In religion, the blending of two or more religions is known as Religious Syncretism
, and frequently results in an apparent religious expy, especially when two different deities become identified with each other and merged into one entity; nearly every example below stems from this effect.
- Quite a bit Older Than They Think - due to the ancestral speakers of Indo-European languages expanding across Europe and Asia, the languages (and Gods) of a whole lot of cultures have the same origins. Looking at the Norse, Greek and Hindu pantheons, it's possible to find quite a few parallels among the old gods and their myths. (For example, an ancient Hindu sky god named Dyaus, the Greek Zeus and the Roman Jupiter are essentially the same god, with a few changes along the way and over the years)
- Many Catholic festivals were adapted from local ones to make Christianity more welcoming. Some Saints were contemporaries of the pagans that they converted. Others were adapted deities.
- Roman gods and goddesses were Expies of Greek gods and goddesses (such as Jupiter and Zeus, Venus and Aphrodite, Juno and Hera, Vulcan and Hephaestus, etc.)
- This is not strictly true as many of the Roman gods (notably Mars and Vesta) have different connotations and importance than their Greek counterparts.
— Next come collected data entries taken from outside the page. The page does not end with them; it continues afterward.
//! Stage 5: maximize value semantics.
//!
//! After variant reduction the only reference-tensor traffic left is the
//! bridge ops: `global.get`, `from_value`, `clone`, `ref_cast`, `to_value`
//! and `overwrite`. Reference values never cross block, call or return
//! boundaries, so each block can be resolved on its own.
//!
//! Within a block, values that may name the same storage form an alias
//! web (union-find over `ref_cast` edges; `global.get`s of one slot name
//! one storage). Each web has a root, either fresh storage made by
//! `from_value`/`clone` or a global slot, and the pass tracks the web's
//! current contents through a forward walk:
//!
//! ```text
//!   %t = from_value %v        web: fresh, current = %v
//!   overwrite %w, %t          web: current = %w
//!   %r = to_value %t          uses of %r -> %w
//! ```
//!
//! A `to_value` of a global-rooted web with unknown contents materializes
//! one `global.read`; that read is the only copy the rewrite ever pays
//! for. An `overwrite` into a global-rooted web becomes a `global.set`.
//! Calls may write any slot, so they throw away cached global contents.
//!
//! Every bridge op is then erased. Anything else still touching a
//! reference tensor is an aliasing pattern the pass cannot express and
//! is rejected.

use crate::analysis::{AliasClasses, StorageRoot};
use rustc_hash::FxHashMap;
use tensile_core::ir::{Function, OpKind, Program};
use tensile_core::{BlockId, Diagnostic, OpId, SymbolHash, Type, ValueId};

#[derive(Debug, Default, Clone, Copy)]
pub struct ValueSemanticsStats {
    pub webs_resolved: usize,
    pub reads_forwarded: usize,
    pub copies_inserted: usize,
    pub global_stores: usize,
}

#[derive(Debug)]
pub struct ValueSemanticsOutput {
    pub program: Program,
    pub stats: ValueSemanticsStats,
}

#[derive(Clone, Copy)]
struct Web {
    root: StorageRoot,
    current: Option<ValueId>,
}

pub struct ValueSemanticsMaximizer {
    program: Program,
}

impl ValueSemanticsMaximizer {
    pub fn new(program: Program) -> ValueSemanticsMaximizer {
        ValueSemanticsMaximizer { program }
    }

    #[cfg_attr(feature = "profiling", profiling::function)]
    pub fn run(mut self) -> Result<ValueSemanticsOutput, Diagnostic> {
        let slot_types: FxHashMap<SymbolHash, Type> = self
            .program
            .globals
            .iter()
            .map(|slot| (slot.symbol, slot.ty.clone()))
            .collect();
        let mut stats = ValueSemanticsStats::default();
        let ids: Vec<_> = self.program.func_ids().collect();
        for id in ids {
            let func = self.program.function_mut(id);
            for b in 0..func.blocks.len() {
                resolve_block(func, BlockId::new(b as u32), &slot_types, &mut stats)?;
            }
            reject_residual_references(func)?;
        }
        Ok(ValueSemanticsOutput { program: self.program, stats })
    }
}

fn resolve_block(
    func: &mut Function,
    block: BlockId,
    slot_types: &FxHashMap<SymbolHash, Type>,
    stats: &mut ValueSemanticsStats,
) -> Result<(), Diagnostic> {
    let ops: Vec<OpId> = func.blocks[block.index()].ops.clone();

    // Web discovery.
    let mut alias = AliasClasses::new(func.values.len());
    let mut seeds: Vec<ValueId> = Vec::new();
    let mut wrapped: FxHashMap<OpId, ValueId> = FxHashMap::default();
    let mut first_get: FxHashMap<SymbolHash, ValueId> = FxHashMap::default();
    for &op in &ops {
        let operation = func.op(op);
        match &operation.kind {
            OpKind::GlobalGet(symbol) => {
                let result = operation.result(0);
                alias.set_root(result, StorageRoot::Global(*symbol));
                match first_get.get(symbol) {
                    Some(&previous) => alias.union(result, previous),
                    None => {
                        first_get.insert(*symbol, result);
                    }
                }
                seeds.push(result);
            }
            OpKind::FromValue => {
                let result = operation.result(0);
                alias.set_root(result, StorageRoot::Fresh(op));
                wrapped.insert(op, operation.operand(0));
                seeds.push(result);
            }
            OpKind::TensorClone => {
                let result = operation.result(0);
                alias.set_root(result, StorageRoot::Fresh(op));
                seeds.push(result);
            }
            OpKind::RefCast(_) => {
                alias.union(operation.operand(0), operation.result(0));
            }
            _ => {}
        }
    }
    let mut webs: FxHashMap<u32, Web> = FxHashMap::default();
    for seed in seeds {
        let Some(root) = alias.storage_root(seed) else {
            continue;
        };
        let current = match root {
            StorageRoot::Fresh(op) => wrapped.get(&op).copied(),
            StorageRoot::Global(_) => None,
        };
        webs.insert(alias.find(seed), Web { root, current });
    }

    // Forward walk, replacing reads and stores as they come.
    let mut dead: Vec<OpId> = Vec::new();
    for &op in &ops {
        match func.op(op).kind.clone() {
            OpKind::ToValue => {
                let source = func.op(op).operand(0);
                let rep = alias.find(source);
                if !webs.contains_key(&rep) {
                    continue;
                }
                let loc = func.op(op).loc;
                let value = read_current(func, block, op, &mut webs, rep, slot_types, stats)?;
                let result = func.op(op).result(0);
                let declared = func.value(result).ty.clone();
                let forwarded = if func.value(value).ty.is_refinement_of(&declared) {
                    value
                } else {
                    // Forwarding must not change the type the rest of the
                    // function was built against.
                    let Type::ValueTensor(meta) = declared else {
                        return Err(Diagnostic::internal(
                            loc,
                            &func.name,
                            "`to_value` with a non-tensor result",
                        ));
                    };
                    let Some(index) = func.op_index(block, op) else {
                        return Err(Diagnostic::internal(
                            loc,
                            &func.name,
                            "operation left its block during rewriting",
                        ));
                    };
                    let cast = func.insert_op(
                        block,
                        index,
                        OpKind::ValueCast(meta.clone()),
                        vec![value],
                        vec![Type::ValueTensor(meta)],
                        loc,
                    );
                    func.op(cast).result(0)
                };
                func.replace_all_uses(result, forwarded);
                dead.push(op);
                stats.reads_forwarded += 1;
            }
            OpKind::Overwrite => {
                let stored = func.op(op).operand(0);
                let target = func.op(op).operand(1);
                let rep = alias.find(target);
                let Some(web) = webs.get(&rep).copied() else {
                    continue;
                };
                match web.root {
                    StorageRoot::Fresh(_) => {
                        if let Some(w) = webs.get_mut(&rep) {
                            w.current = Some(stored);
                        }
                        dead.push(op);
                    }
                    StorageRoot::Global(symbol) => {
                        let loc = func.op(op).loc;
                        let Some(slot_ty) = slot_types.get(&symbol) else {
                            return Err(Diagnostic::aliasing(
                                loc,
                                &func.name,
                                format!("store through an alias of unknown slot {symbol}"),
                            ));
                        };
                        let stored = if func.value(stored).ty.is_refinement_of(slot_ty) {
                            stored
                        } else {
                            let Some(meta) = slot_ty.tensor_meta().cloned() else {
                                return Err(Diagnostic::internal(
                                    loc,
                                    &func.name,
                                    "aliased slot is not tensor-typed",
                                ));
                            };
                            let Some(index) = func.op_index(block, op) else {
                                return Err(Diagnostic::internal(
                                    loc,
                                    &func.name,
                                    "operation left its block during rewriting",
                                ));
                            };
                            let cast = func.insert_op(
                                block,
                                index,
                                OpKind::ValueCast(meta),
                                vec![stored],
                                vec![slot_ty.clone()],
                                loc,
                            );
                            func.op(cast).result(0)
                        };
                        func.op_mut(op).kind = OpKind::GlobalSet(symbol);
                        func.op_mut(op).operands = vec![stored];
                        if let Some(w) = webs.get_mut(&rep) {
                            w.current = Some(stored);
                        }
                        stats.global_stores += 1;
                    }
                }
            }
            OpKind::TensorClone => {
                let source = func.op(op).operand(0);
                let source_rep = alias.find(source);
                if webs.contains_key(&source_rep) {
                    let snapshot =
                        read_current(func, block, op, &mut webs, source_rep, slot_types, stats)?;
                    let rep = alias.find(func.op(op).result(0));
                    if let Some(w) = webs.get_mut(&rep) {
                        w.current = Some(snapshot);
                    }
                    dead.push(op);
                }
            }
            OpKind::GlobalGet(_) | OpKind::FromValue | OpKind::RefCast(_) => {
                dead.push(op);
            }
            OpKind::GlobalSet(symbol) => {
                let stored = func.op(op).operand(0);
                for web in webs.values_mut() {
                    if web.root == StorageRoot::Global(symbol) {
                        web.current = Some(stored);
                    }
                }
            }
            OpKind::GlobalRead(symbol) => {
                let value = func.op(op).result(0);
                for web in webs.values_mut() {
                    if web.root == StorageRoot::Global(symbol) && web.current.is_none() {
                        web.current = Some(value);
                    }
                }
            }
            OpKind::Call(_) => {
                // The callee may store to any slot.
                for web in webs.values_mut() {
                    if matches!(web.root, StorageRoot::Global(_)) {
                        web.current = None;
                    }
                }
            }
            _ => {}
        }
    }

    for op in dead {
        func.erase_op(op);
    }
    stats.webs_resolved += webs.len();
    Ok(())
}

/// The value a web currently holds, materializing one `global.read` in
/// front of `before` when a global-rooted web's contents are unknown.
fn read_current(
    func: &mut Function,
    block: BlockId,
    before: OpId,
    webs: &mut FxHashMap<u32, Web>,
    rep: u32,
    slot_types: &FxHashMap<SymbolHash, Type>,
    stats: &mut ValueSemanticsStats,
) -> Result<ValueId, Diagnostic> {
    let loc = func.op(before).loc;
    let Some(web) = webs.get(&rep).copied() else {
        return Err(Diagnostic::internal(loc, &func.name, "read from an unseeded alias web"));
    };
    if let Some(value) = web.current {
        return Ok(value);
    }
    let StorageRoot::Global(symbol) = web.root else {
        return Err(Diagnostic::internal(
            loc,
            &func.name,
            "alias web read before its storage was written",
        ));
    };
    let Some(slot_ty) = slot_types.get(&symbol) else {
        return Err(Diagnostic::aliasing(
            loc,
            &func.name,
            format!("read through an alias of unknown slot {symbol}"),
        ));
    };
    let Some(index) = func.op_index(block, before) else {
        return Err(Diagnostic::internal(
            loc,
            &func.name,
            "operation left its block during rewriting",
        ));
    };
    let read = func.insert_op(
        block,
        index,
        OpKind::GlobalRead(symbol),
        vec![],
        vec![slot_ty.clone()],
        loc,
    );
    let value = func.op(read).result(0);
    if let Some(w) = webs.get_mut(&rep) {
        w.current = Some(value);
    }
    stats.copies_inserted += 1;
    Ok(value)
}

/// Any surviving reference-tensor use is an aliasing pattern outside
/// the bridge-op vocabulary.
fn reject_residual_references(func: &Function) -> Result<(), Diagnostic> {
    for block in &func.blocks {
        for &op in &block.ops {
            let operation = func.op(op);
            for &operand in &operation.operands {
                if func.value(operand).ty.is_ref_tensor() {
                    return Err(Diagnostic::aliasing(
                        operation.loc,
                        &func.name,
                        format!("`{}` still consumes a reference tensor", operation.kind.opcode()),
                    ));
                }
            }
            for &result in &operation.results {
                if func.value(result).ty.is_ref_tensor() {
                    return Err(Diagnostic::aliasing(
                        operation.loc,
                        &func.name,
                        format!("`{}` still produces a reference tensor", operation.kind.opcode()),
                    ));
                }
            }
        }
    }
    Ok(())
}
In the long run, it's more of a Hijacked by Jesus thing - the originally distinct Roman deities became, to varying degrees, assimilated with the Greek deities they were identified with.
- There is also the fact that the Romans were notorious for bringing in gods from other religions when they needed something new as well as finding commonalities with the religions of new people they "brought" into the empire. It was a great way to create a loyalty to the empire "Ahh see this is Jove by a different name. Carry on, just don't forget to pay the proper homages."
- Many of the Greek gods themselves have origins in earlier religions. Aphrodite is a clear Expy of the Babylonian goddess Ishtar, who herself is an Expy of the Sumerian Inanna. The mythological figure Adonis is believed to have been adapted from the Sumerian god Tammuz, whose title was Adon ("lord" in Semitic languages).
- The very reason Romans were suspicious of Jews and outright hostile to Christians for so long was because neither were willing to pay lip service to Roman gods (both movements being monotheists at that point).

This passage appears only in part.